INFORMATION SUPPLIED ->
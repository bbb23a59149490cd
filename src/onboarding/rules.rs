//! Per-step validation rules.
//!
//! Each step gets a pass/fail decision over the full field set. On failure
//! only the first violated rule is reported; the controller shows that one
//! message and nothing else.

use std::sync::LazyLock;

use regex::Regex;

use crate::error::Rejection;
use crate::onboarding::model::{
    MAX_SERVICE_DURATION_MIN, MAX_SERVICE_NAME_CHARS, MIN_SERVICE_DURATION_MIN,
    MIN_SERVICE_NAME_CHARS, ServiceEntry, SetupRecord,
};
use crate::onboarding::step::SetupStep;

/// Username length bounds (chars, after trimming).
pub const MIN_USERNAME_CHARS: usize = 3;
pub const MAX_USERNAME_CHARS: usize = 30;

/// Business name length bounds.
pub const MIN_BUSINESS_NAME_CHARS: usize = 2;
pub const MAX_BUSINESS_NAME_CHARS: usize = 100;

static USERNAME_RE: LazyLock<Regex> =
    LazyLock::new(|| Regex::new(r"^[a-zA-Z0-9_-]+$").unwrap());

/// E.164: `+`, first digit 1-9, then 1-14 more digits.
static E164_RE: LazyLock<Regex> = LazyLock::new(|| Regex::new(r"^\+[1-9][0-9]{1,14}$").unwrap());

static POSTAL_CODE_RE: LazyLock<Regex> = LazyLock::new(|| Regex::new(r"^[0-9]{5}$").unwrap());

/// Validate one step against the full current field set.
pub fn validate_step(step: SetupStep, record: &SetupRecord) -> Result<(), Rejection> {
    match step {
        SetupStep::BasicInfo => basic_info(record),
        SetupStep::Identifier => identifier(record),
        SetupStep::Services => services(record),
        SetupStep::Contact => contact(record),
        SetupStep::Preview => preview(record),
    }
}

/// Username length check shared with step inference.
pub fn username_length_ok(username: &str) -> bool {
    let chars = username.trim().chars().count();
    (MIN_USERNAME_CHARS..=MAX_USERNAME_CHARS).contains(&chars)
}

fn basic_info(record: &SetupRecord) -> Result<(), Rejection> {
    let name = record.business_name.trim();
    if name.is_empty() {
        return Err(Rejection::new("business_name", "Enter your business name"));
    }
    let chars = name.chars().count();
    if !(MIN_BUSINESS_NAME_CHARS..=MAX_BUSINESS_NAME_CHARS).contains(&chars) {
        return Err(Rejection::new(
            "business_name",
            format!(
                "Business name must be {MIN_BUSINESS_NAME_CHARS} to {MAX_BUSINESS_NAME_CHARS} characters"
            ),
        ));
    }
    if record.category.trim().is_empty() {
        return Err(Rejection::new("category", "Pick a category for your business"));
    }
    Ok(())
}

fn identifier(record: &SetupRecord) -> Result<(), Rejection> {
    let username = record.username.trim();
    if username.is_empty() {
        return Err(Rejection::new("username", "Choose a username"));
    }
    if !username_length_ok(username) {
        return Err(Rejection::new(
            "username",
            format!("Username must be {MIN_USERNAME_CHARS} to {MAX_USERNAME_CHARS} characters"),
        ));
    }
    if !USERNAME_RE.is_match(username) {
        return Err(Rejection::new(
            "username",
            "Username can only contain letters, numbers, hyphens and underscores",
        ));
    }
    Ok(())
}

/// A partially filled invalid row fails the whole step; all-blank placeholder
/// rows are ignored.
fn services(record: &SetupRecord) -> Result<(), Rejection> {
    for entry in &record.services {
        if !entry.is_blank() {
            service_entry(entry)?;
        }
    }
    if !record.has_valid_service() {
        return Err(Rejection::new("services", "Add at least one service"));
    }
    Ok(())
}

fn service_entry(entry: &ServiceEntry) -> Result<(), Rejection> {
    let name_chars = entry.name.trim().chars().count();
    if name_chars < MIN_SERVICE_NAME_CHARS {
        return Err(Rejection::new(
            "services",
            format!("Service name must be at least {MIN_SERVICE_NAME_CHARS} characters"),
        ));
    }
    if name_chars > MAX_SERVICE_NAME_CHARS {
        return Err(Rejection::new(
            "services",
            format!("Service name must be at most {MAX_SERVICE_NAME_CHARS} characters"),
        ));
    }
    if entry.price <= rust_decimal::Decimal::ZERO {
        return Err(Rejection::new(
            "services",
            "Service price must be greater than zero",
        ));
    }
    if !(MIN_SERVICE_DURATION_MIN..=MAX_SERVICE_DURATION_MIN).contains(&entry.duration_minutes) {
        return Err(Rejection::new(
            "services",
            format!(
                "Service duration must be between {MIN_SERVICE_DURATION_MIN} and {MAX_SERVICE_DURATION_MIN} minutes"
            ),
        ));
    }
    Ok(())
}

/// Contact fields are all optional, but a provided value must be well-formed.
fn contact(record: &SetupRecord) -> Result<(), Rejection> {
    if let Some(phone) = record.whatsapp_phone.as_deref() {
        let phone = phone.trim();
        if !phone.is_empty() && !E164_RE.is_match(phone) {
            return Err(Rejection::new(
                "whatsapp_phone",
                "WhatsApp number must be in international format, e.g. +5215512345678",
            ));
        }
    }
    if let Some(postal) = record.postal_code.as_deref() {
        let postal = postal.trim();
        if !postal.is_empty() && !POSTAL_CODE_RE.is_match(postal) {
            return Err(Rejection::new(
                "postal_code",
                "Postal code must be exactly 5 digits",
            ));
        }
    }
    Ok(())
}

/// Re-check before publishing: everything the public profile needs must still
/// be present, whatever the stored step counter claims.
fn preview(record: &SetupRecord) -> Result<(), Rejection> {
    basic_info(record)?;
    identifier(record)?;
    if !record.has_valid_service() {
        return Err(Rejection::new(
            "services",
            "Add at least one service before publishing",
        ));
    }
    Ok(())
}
==
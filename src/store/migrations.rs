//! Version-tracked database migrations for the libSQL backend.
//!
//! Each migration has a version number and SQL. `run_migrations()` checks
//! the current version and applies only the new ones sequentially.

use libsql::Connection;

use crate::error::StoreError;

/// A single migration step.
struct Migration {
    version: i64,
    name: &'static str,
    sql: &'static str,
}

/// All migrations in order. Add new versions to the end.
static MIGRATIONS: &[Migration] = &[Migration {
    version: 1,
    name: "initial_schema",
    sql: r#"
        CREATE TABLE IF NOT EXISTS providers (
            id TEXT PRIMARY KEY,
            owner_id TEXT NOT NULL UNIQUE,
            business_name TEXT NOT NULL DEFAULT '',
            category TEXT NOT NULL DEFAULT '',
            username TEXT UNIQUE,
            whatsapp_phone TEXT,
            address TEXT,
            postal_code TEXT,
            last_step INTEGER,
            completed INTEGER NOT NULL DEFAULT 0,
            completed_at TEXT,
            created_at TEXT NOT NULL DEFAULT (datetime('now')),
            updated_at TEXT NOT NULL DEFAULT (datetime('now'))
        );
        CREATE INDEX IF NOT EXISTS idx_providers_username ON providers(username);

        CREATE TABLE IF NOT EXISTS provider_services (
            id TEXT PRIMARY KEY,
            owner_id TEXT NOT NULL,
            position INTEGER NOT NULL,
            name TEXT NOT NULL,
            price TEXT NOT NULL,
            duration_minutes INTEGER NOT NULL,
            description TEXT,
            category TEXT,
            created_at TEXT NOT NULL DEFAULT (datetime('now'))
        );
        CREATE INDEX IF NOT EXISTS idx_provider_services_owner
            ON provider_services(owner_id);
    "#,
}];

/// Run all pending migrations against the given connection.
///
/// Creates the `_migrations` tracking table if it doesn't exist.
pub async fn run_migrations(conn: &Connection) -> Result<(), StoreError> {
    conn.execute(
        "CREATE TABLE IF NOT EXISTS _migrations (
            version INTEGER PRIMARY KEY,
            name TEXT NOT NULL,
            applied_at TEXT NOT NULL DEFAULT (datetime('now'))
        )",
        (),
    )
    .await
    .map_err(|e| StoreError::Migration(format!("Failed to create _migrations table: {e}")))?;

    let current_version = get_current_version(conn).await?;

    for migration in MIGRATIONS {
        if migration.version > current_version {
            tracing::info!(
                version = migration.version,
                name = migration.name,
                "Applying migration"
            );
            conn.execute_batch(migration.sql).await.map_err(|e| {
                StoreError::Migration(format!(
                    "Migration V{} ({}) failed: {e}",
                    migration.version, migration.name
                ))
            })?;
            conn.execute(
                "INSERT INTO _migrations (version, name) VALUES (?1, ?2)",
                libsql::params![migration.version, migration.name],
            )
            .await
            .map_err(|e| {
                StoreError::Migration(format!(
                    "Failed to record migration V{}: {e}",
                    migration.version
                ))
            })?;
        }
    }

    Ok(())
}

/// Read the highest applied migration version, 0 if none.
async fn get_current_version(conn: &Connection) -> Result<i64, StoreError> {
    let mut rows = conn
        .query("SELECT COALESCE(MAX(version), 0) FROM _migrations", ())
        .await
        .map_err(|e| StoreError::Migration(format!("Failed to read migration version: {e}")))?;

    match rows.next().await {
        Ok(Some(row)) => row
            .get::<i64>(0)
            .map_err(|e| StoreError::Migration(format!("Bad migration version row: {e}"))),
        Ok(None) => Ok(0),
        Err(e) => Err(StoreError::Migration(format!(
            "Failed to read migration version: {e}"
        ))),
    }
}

YOUR GOAL -> Your reply should hold all the lines from the listing above in which "identifier" appears.

SOLUTION FOR THIS PROBLEM ->
        SetupStep::Identifier => identifier(record),
fn identifier(record: &SetupRecord) -> Result<(), Rejection> {
    identifier(record)?;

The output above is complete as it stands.